*WORK INSTRUCTIONS*: Print each line of the listing once more, precisely as given.

——————————

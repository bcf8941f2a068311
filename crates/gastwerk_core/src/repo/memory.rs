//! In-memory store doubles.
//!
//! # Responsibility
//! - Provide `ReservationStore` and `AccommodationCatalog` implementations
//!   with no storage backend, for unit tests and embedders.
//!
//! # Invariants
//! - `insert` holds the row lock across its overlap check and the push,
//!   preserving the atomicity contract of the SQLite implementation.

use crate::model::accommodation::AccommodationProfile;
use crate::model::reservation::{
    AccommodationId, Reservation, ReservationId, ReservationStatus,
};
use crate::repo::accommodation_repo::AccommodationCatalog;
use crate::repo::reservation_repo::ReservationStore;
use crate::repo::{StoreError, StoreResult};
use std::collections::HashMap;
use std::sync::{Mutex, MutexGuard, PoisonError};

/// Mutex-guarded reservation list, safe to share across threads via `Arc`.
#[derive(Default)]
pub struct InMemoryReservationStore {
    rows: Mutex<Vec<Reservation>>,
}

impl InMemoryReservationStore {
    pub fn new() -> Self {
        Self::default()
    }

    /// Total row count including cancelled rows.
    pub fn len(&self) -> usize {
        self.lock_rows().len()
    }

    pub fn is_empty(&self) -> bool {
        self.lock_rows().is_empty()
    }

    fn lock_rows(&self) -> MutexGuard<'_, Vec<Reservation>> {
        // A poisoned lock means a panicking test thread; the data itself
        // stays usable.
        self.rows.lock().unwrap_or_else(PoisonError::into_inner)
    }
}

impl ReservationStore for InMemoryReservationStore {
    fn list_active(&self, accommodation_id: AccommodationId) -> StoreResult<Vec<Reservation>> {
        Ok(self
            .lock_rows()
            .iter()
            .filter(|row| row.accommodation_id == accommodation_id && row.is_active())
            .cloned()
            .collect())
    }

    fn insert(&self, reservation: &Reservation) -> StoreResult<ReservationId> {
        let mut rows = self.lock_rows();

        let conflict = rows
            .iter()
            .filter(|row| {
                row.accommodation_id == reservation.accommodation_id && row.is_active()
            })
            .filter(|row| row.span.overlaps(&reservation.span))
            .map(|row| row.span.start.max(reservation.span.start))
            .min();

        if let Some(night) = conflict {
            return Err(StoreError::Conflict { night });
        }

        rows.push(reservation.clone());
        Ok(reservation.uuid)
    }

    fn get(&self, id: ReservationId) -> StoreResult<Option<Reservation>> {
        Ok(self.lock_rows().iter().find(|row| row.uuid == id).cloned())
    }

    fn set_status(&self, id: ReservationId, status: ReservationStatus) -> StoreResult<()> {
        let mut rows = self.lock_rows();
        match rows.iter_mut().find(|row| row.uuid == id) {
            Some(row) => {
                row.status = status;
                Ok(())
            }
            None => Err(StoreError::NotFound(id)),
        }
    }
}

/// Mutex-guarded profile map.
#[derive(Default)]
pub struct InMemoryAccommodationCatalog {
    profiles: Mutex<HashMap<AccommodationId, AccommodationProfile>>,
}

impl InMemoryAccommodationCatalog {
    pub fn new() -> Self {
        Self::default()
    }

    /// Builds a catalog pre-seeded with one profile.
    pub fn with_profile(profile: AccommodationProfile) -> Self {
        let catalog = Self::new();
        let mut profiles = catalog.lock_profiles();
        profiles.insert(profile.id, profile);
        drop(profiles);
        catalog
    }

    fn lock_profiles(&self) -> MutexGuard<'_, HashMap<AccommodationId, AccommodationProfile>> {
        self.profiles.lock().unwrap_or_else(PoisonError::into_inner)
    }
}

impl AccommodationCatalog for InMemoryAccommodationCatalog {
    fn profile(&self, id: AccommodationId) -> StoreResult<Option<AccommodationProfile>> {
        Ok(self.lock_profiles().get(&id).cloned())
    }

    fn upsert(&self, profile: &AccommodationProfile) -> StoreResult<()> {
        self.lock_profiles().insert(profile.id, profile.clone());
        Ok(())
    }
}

——————————

*TASK SOLUTION*:
repository bcf8941f2a068311
filename crates/gastwerk_core/src/repo/memory.rs
//! In-memory store doubles.
//!
//! # Responsibility
//! - Provide `ReservationStore` and `AccommodationCatalog` implementations
//!   with no storage backend, for unit tests and embedders.
//!
//! # Invariants
//! - `insert` holds the row lock across its overlap check and the push,
//!   preserving the atomicity contract of the SQLite implementation.

use crate::model::accommodation::AccommodationProfile;
use crate::model::reservation::{
    AccommodationId, Reservation, ReservationId, ReservationStatus,
};
use crate::repo::accommodation_repo::AccommodationCatalog;
use crate::repo::reservation_repo::ReservationStore;
use crate::repo::{StoreError, StoreResult};
use std::collections::HashMap;
use std::sync::{Mutex, MutexGuard, PoisonError};

/// Mutex-guarded reservation list, safe to share across threads via `Arc`.
#[derive(Default)]
pub struct InMemoryReservationStore {
    rows: Mutex<Vec<Reservation>>,
}

impl InMemoryReservationStore {
    pub fn new() -> Self {
        Self::default()
    }

    /// Total row count including cancelled rows.
    pub fn len(&self) -> usize {
        self.lock_rows().len()
    }

    pub fn is_empty(&self) -> bool {
        self.lock_rows().is_empty()
    }

    fn lock_rows(&self) -> MutexGuard<'_, Vec<Reservation>> {
        // A poisoned lock means a panicking test thread; the data itself
        // stays usable.
        self.rows.lock().unwrap_or_else(PoisonError::into_inner)
    }
}

impl ReservationStore for InMemoryReservationStore {
    fn list_active(&self, accommodation_id: AccommodationId) -> StoreResult<Vec<Reservation>> {
        Ok(self
            .lock_rows()
            .iter()
            .filter(|row| row.accommodation_id == accommodation_id && row.is_active())
            .cloned()
            .collect())
    }

    fn insert(&self, reservation: &Reservation) -> StoreResult<ReservationId> {
        let mut rows = self.lock_rows();

        let conflict = rows
            .iter()
            .filter(|row| {
                row.accommodation_id == reservation.accommodation_id && row.is_active()
            })
            .filter(|row| row.span.overlaps(&reservation.span))
            .map(|row| row.span.start.max(reservation.span.start))
            .min();

        if let Some(night) = conflict {
            return Err(StoreError::Conflict { night });
        }

        rows.push(reservation.clone());
        Ok(reservation.uuid)
    }

    fn get(&self, id: ReservationId) -> StoreResult<Option<Reservation>> {
        Ok(self.lock_rows().iter().find(|row| row.uuid == id).cloned())
    }

    fn set_status(&self, id: ReservationId, status: ReservationStatus) -> StoreResult<()> {
        let mut rows = self.lock_rows();
        match rows.iter_mut().find(|row| row.uuid == id) {
            Some(row) => {
                row.status = status;
                Ok(())
            }
            None => Err(StoreError::NotFound(id)),
        }
    }
}

/// Mutex-guarded profile map.
#[derive(Default)]
pub struct InMemoryAccommodationCatalog {
    profiles: Mutex<HashMap<AccommodationId, AccommodationProfile>>,
}

impl InMemoryAccommodationCatalog {
    pub fn new() -> Self {
        Self::default()
    }

    /// Builds a catalog pre-seeded with one profile.
    pub fn with_profile(profile: AccommodationProfile) -> Self {
        let catalog = Self::new();
        let mut profiles = catalog.lock_profiles();
        profiles.insert(profile.id, profile);
        drop(profiles);
        catalog
    }

    fn lock_profiles(&self) -> MutexGuard<'_, HashMap<AccommodationId, AccommodationProfile>> {
        self.profiles.lock().unwrap_or_else(PoisonError::into_inner)
    }
}

impl AccommodationCatalog for InMemoryAccommodationCatalog {
    fn profile(&self, id: AccommodationId) -> StoreResult<Option<AccommodationProfile>> {
        Ok(self.lock_profiles().get(&id).cloned())
    }

    fn upsert(&self, profile: &AccommodationProfile) -> StoreResult<()> {
        self.lock_profiles().insert(profile.id, profile.clone());
        Ok(())
    }
}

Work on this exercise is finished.